§ **Required action**
Could the data below be copied out in full, word for word?

§ **Dataset records**

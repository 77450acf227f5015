//! In-memory store for tests and facade construction without a database.

use std::collections::HashMap;

use async_trait::async_trait;
use parking_lot::Mutex;
use serde_json::Value;

use super::{task_row_from_json, DagRunRow, QueryFilter, RunStore, TaskEventRow, TaskRunRow, TemplateRow, TemplateStore};
use crate::error::Result;
use crate::task::TaskResult;

/// Mutex-guarded maps mirroring the SQLite tables.
#[derive(Default)]
pub struct MemoryStore {
    runs: Mutex<HashMap<String, DagRunRow>>,
    task_runs: Mutex<Vec<TaskRunRow>>,
    events: Mutex<Vec<TaskEventRow>>,
    templates: Mutex<HashMap<String, TemplateRow>>,
    next_id: Mutex<i64>,
}

impl MemoryStore {
    pub fn new() -> Self {
        Self::default()
    }

    fn matches_run(filter: &QueryFilter, run_id: &str, name: &str, ts: i64) -> bool {
        if let Some(want) = &filter.run_id {
            if want != run_id {
                return false;
            }
        }
        if let Some(want) = &filter.name {
            if !name.contains(want.as_str()) {
                return false;
            }
        }
        if let Some(start) = filter.start_ts_ms {
            if ts < start {
                return false;
            }
        }
        if let Some(end) = filter.end_ts_ms {
            if ts > end {
                return false;
            }
        }
        true
    }
}

#[async_trait]
impl RunStore for MemoryStore {
    async fn insert_run(
        &self,
        run_id: &str,
        name: &str,
        source: &str,
        dag_json: &str,
        workflow_json: &str,
        start_ts_ms: i64,
    ) -> Result<()> {
        let row = DagRunRow {
            run_id: run_id.to_string(),
            name: name.to_string(),
            source: source.to_string(),
            status: 1,
            start_ts_ms,
            dag_json: dag_json.to_string(),
            workflow_json: workflow_json.to_string(),
            ..Default::default()
        };
        self.runs.lock().insert(run_id.to_string(), row);
        Ok(())
    }

    async fn finish_run(
        &self,
        run_id: &str,
        status: i64,
        end_ts_ms: i64,
        total: i64,
        success: i64,
        failed: i64,
        skipped: i64,
        message: &str,
    ) -> Result<()> {
        if let Some(row) = self.runs.lock().get_mut(run_id) {
            row.status = status;
            row.end_ts_ms = Some(end_ts_ms);
            row.total = total;
            row.success_count = success;
            row.failed_count = failed;
            row.skipped_count = skipped;
            row.message = message.to_string();
        }
        Ok(())
    }

    async fn upsert_task_from_json(&self, run_id: &str, task: &Value) -> Result<()> {
        let mut row = task_row_from_json(run_id, task);
        let mut rows = self.task_runs.lock();
        if let Some(existing) = rows.iter_mut().find(|r| r.run_id == run_id && r.task_id == row.task_id) {
            row.id = existing.id;
            *existing = row;
        } else {
            let mut next = self.next_id.lock();
            *next += 1;
            row.id = *next;
            rows.push(row);
        }
        Ok(())
    }

    async fn mark_task_running(&self, run_id: &str, task_id: &str, ts_ms: i64) -> Result<()> {
        let mut rows = self.task_runs.lock();
        if let Some(r) = rows.iter_mut().find(|r| r.run_id == run_id && r.task_id == task_id) {
            r.status = 1;
            r.start_ts_ms = Some(ts_ms);
        }
        Ok(())
    }

    async fn mark_task_finished(&self, run_id: &str, task_id: &str, result: &TaskResult, ts_ms: i64) -> Result<()> {
        let mut rows = self.task_runs.lock();
        if let Some(r) = rows.iter_mut().find(|r| r.run_id == run_id && r.task_id == task_id) {
            r.status = result.status.as_i32() as i64;
            r.exit_code = result.exit_code as i64;
            r.duration_ms = result.duration_ms;
            r.message = result.message.clone();
            r.stdout = result.stdout.clone();
            r.stderr = result.stderr.clone();
            r.attempt = result.attempt as i64;
            r.max_attempts = result.max_attempts as i64;
            r.end_ts_ms = Some(ts_ms);
            r.worker_id = result.worker_id.clone();
            r.worker_host = result.worker_host.clone();
            r.worker_port = result.worker_port as i64;
        }
        Ok(())
    }

    async fn mark_task_skipped(&self, run_id: &str, task_id: &str, reason: &str, ts_ms: i64) -> Result<()> {
        let mut rows = self.task_runs.lock();
        if let Some(r) = rows.iter_mut().find(|r| r.run_id == run_id && r.task_id == task_id) {
            r.status = 4;
            r.message = reason.to_string();
            r.end_ts_ms = Some(ts_ms);
        }
        Ok(())
    }

    async fn insert_event(
        &self,
        run_id: &str,
        task_id: &str,
        kind: &str,
        event: &str,
        ts_ms: i64,
        payload_json: &str,
    ) -> Result<()> {
        let mut events = self.events.lock();
        let mut next = self.next_id.lock();
        *next += 1;
        events.push(TaskEventRow {
            id: *next,
            run_id: run_id.to_string(),
            task_id: task_id.to_string(),
            kind: kind.to_string(),
            event: event.to_string(),
            ts_ms,
            payload_json: payload_json.to_string(),
        });
        Ok(())
    }

    async fn query_runs(&self, filter: &QueryFilter) -> Result<Vec<DagRunRow>> {
        let runs = self.runs.lock();
        let mut out: Vec<DagRunRow> = runs
            .values()
            .filter(|r| Self::matches_run(filter, &r.run_id, &r.name, r.start_ts_ms))
            .cloned()
            .collect();
        out.sort_by(|a, b| b.start_ts_ms.cmp(&a.start_ts_ms));
        out.truncate(filter.limit.max(1));
        Ok(out)
    }

    async fn query_task_runs(&self, filter: &QueryFilter) -> Result<Vec<TaskRunRow>> {
        let rows = self.task_runs.lock();
        let mut out: Vec<TaskRunRow> = rows
            .iter()
            .filter(|r| Self::matches_run(filter, &r.run_id, &r.name, r.start_ts_ms.unwrap_or(0)))
            .cloned()
            .collect();
        out.sort_by(|a, b| b.id.cmp(&a.id));
        out.truncate(filter.limit.max(1));
        Ok(out)
    }

    async fn query_events(&self, filter: &QueryFilter) -> Result<Vec<TaskEventRow>> {
        let events = self.events.lock();
        let mut out: Vec<TaskEventRow> = events
            .iter()
            .filter(|e| Self::matches_run(filter, &e.run_id, &e.task_id, e.ts_ms))
            .cloned()
            .collect();
        out.sort_by(|a, b| b.id.cmp(&a.id));
        out.truncate(filter.limit.max(1));
        Ok(out)
    }
}

#[async_trait]
impl TemplateStore for MemoryStore {
    async fn upsert_template(&self, row: &TemplateRow) -> Result<()> {
        self.templates.lock().insert(row.template_id.clone(), row.clone());
        Ok(())
    }

    async fn get_template(&self, template_id: &str) -> Result<Option<TemplateRow>> {
        Ok(self.templates.lock().get(template_id).cloned())
    }

    async fn delete_template(&self, template_id: &str) -> Result<bool> {
        Ok(self.templates.lock().remove(template_id).is_some())
    }

    async fn list_templates(&self) -> Result<Vec<TemplateRow>> {
        let mut rows: Vec<TemplateRow> = self.templates.lock().values().cloned().collect();
        rows.sort_by(|a, b| a.template_id.cmp(&b.template_id));
        Ok(rows)
    }
}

§ **Answer for the task**
repository 77450acf227f5015
//! In-memory store for tests and facade construction without a database.

use std::collections::HashMap;

use async_trait::async_trait;
use parking_lot::Mutex;
use serde_json::Value;

use super::{task_row_from_json, DagRunRow, QueryFilter, RunStore, TaskEventRow, TaskRunRow, TemplateRow, TemplateStore};
use crate::error::Result;
use crate::task::TaskResult;

/// Mutex-guarded maps mirroring the SQLite tables.
#[derive(Default)]
pub struct MemoryStore {
    runs: Mutex<HashMap<String, DagRunRow>>,
    task_runs: Mutex<Vec<TaskRunRow>>,
    events: Mutex<Vec<TaskEventRow>>,
    templates: Mutex<HashMap<String, TemplateRow>>,
    next_id: Mutex<i64>,
}

impl MemoryStore {
    pub fn new() -> Self {
        Self::default()
    }

    fn matches_run(filter: &QueryFilter, run_id: &str, name: &str, ts: i64) -> bool {
        if let Some(want) = &filter.run_id {
            if want != run_id {
                return false;
            }
        }
        if let Some(want) = &filter.name {
            if !name.contains(want.as_str()) {
                return false;
            }
        }
        if let Some(start) = filter.start_ts_ms {
            if ts < start {
                return false;
            }
        }
        if let Some(end) = filter.end_ts_ms {
            if ts > end {
                return false;
            }
        }
        true
    }
}

#[async_trait]
impl RunStore for MemoryStore {
    async fn insert_run(
        &self,
        run_id: &str,
        name: &str,
        source: &str,
        dag_json: &str,
        workflow_json: &str,
        start_ts_ms: i64,
    ) -> Result<()> {
        let row = DagRunRow {
            run_id: run_id.to_string(),
            name: name.to_string(),
            source: source.to_string(),
            status: 1,
            start_ts_ms,
            dag_json: dag_json.to_string(),
            workflow_json: workflow_json.to_string(),
            ..Default::default()
        };
        self.runs.lock().insert(run_id.to_string(), row);
        Ok(())
    }

    async fn finish_run(
        &self,
        run_id: &str,
        status: i64,
        end_ts_ms: i64,
        total: i64,
        success: i64,
        failed: i64,
        skipped: i64,
        message: &str,
    ) -> Result<()> {
        if let Some(row) = self.runs.lock().get_mut(run_id) {
            row.status = status;
            row.end_ts_ms = Some(end_ts_ms);
            row.total = total;
            row.success_count = success;
            row.failed_count = failed;
            row.skipped_count = skipped;
            row.message = message.to_string();
        }
        Ok(())
    }

    async fn upsert_task_from_json(&self, run_id: &str, task: &Value) -> Result<()> {
        let mut row = task_row_from_json(run_id, task);
        let mut rows = self.task_runs.lock();
        if let Some(existing) = rows.iter_mut().find(|r| r.run_id == run_id && r.task_id == row.task_id) {
            row.id = existing.id;
            *existing = row;
        } else {
            let mut next = self.next_id.lock();
            *next += 1;
            row.id = *next;
            rows.push(row);
        }
        Ok(())
    }

    async fn mark_task_running(&self, run_id: &str, task_id: &str, ts_ms: i64) -> Result<()> {
        let mut rows = self.task_runs.lock();
        if let Some(r) = rows.iter_mut().find(|r| r.run_id == run_id && r.task_id == task_id) {
            r.status = 1;
            r.start_ts_ms = Some(ts_ms);
        }
        Ok(())
    }

    async fn mark_task_finished(&self, run_id: &str, task_id: &str, result: &TaskResult, ts_ms: i64) -> Result<()> {
        let mut rows = self.task_runs.lock();
        if let Some(r) = rows.iter_mut().find(|r| r.run_id == run_id && r.task_id == task_id) {
            r.status = result.status.as_i32() as i64;
            r.exit_code = result.exit_code as i64;
            r.duration_ms = result.duration_ms;
            r.message = result.message.clone();
            r.stdout = result.stdout.clone();
            r.stderr = result.stderr.clone();
            r.attempt = result.attempt as i64;
            r.max_attempts = result.max_attempts as i64;
            r.end_ts_ms = Some(ts_ms);
            r.worker_id = result.worker_id.clone();
            r.worker_host = result.worker_host.clone();
            r.worker_port = result.worker_port as i64;
        }
        Ok(())
    }

    async fn mark_task_skipped(&self, run_id: &str, task_id: &str, reason: &str, ts_ms: i64) -> Result<()> {
        let mut rows = self.task_runs.lock();
        if let Some(r) = rows.iter_mut().find(|r| r.run_id == run_id && r.task_id == task_id) {
            r.status = 4;
            r.message = reason.to_string();
            r.end_ts_ms = Some(ts_ms);
        }
        Ok(())
    }

    async fn insert_event(
        &self,
        run_id: &str,
        task_id: &str,
        kind: &str,
        event: &str,
        ts_ms: i64,
        payload_json: &str,
    ) -> Result<()> {
        let mut events = self.events.lock();
        let mut next = self.next_id.lock();
        *next += 1;
        events.push(TaskEventRow {
            id: *next,
            run_id: run_id.to_string(),
            task_id: task_id.to_string(),
            kind: kind.to_string(),
            event: event.to_string(),
            ts_ms,
            payload_json: payload_json.to_string(),
        });
        Ok(())
    }

    async fn query_runs(&self, filter: &QueryFilter) -> Result<Vec<DagRunRow>> {
        let runs = self.runs.lock();
        let mut out: Vec<DagRunRow> = runs
            .values()
            .filter(|r| Self::matches_run(filter, &r.run_id, &r.name, r.start_ts_ms))
            .cloned()
            .collect();
        out.sort_by(|a, b| b.start_ts_ms.cmp(&a.start_ts_ms));
        out.truncate(filter.limit.max(1));
        Ok(out)
    }

    async fn query_task_runs(&self, filter: &QueryFilter) -> Result<Vec<TaskRunRow>> {
        let rows = self.task_runs.lock();
        let mut out: Vec<TaskRunRow> = rows
            .iter()
            .filter(|r| Self::matches_run(filter, &r.run_id, &r.name, r.start_ts_ms.unwrap_or(0)))
            .cloned()
            .collect();
        out.sort_by(|a, b| b.id.cmp(&a.id));
        out.truncate(filter.limit.max(1));
        Ok(out)
    }

    async fn query_events(&self, filter: &QueryFilter) -> Result<Vec<TaskEventRow>> {
        let events = self.events.lock();
        let mut out: Vec<TaskEventRow> = events
            .iter()
            .filter(|e| Self::matches_run(filter, &e.run_id, &e.task_id, e.ts_ms))
            .cloned()
            .collect();
        out.sort_by(|a, b| b.id.cmp(&a.id));
        out.truncate(filter.limit.max(1));
        Ok(out)
    }
}

#[async_trait]
impl TemplateStore for MemoryStore {
    async fn upsert_template(&self, row: &TemplateRow) -> Result<()> {
        self.templates.lock().insert(row.template_id.clone(), row.clone());
        Ok(())
    }

    async fn get_template(&self, template_id: &str) -> Result<Option<TemplateRow>> {
        Ok(self.templates.lock().get(template_id).cloned())
    }

    async fn delete_template(&self, template_id: &str) -> Result<bool> {
        Ok(self.templates.lock().remove(template_id).is_some())
    }

    async fn list_templates(&self) -> Result<Vec<TemplateRow>> {
        let mut rows: Vec<TemplateRow> = self.templates.lock().values().cloned().collect();
        rows.sort_by(|a, b| a.template_id.cmp(&b.template_id));
        Ok(rows)
    }
}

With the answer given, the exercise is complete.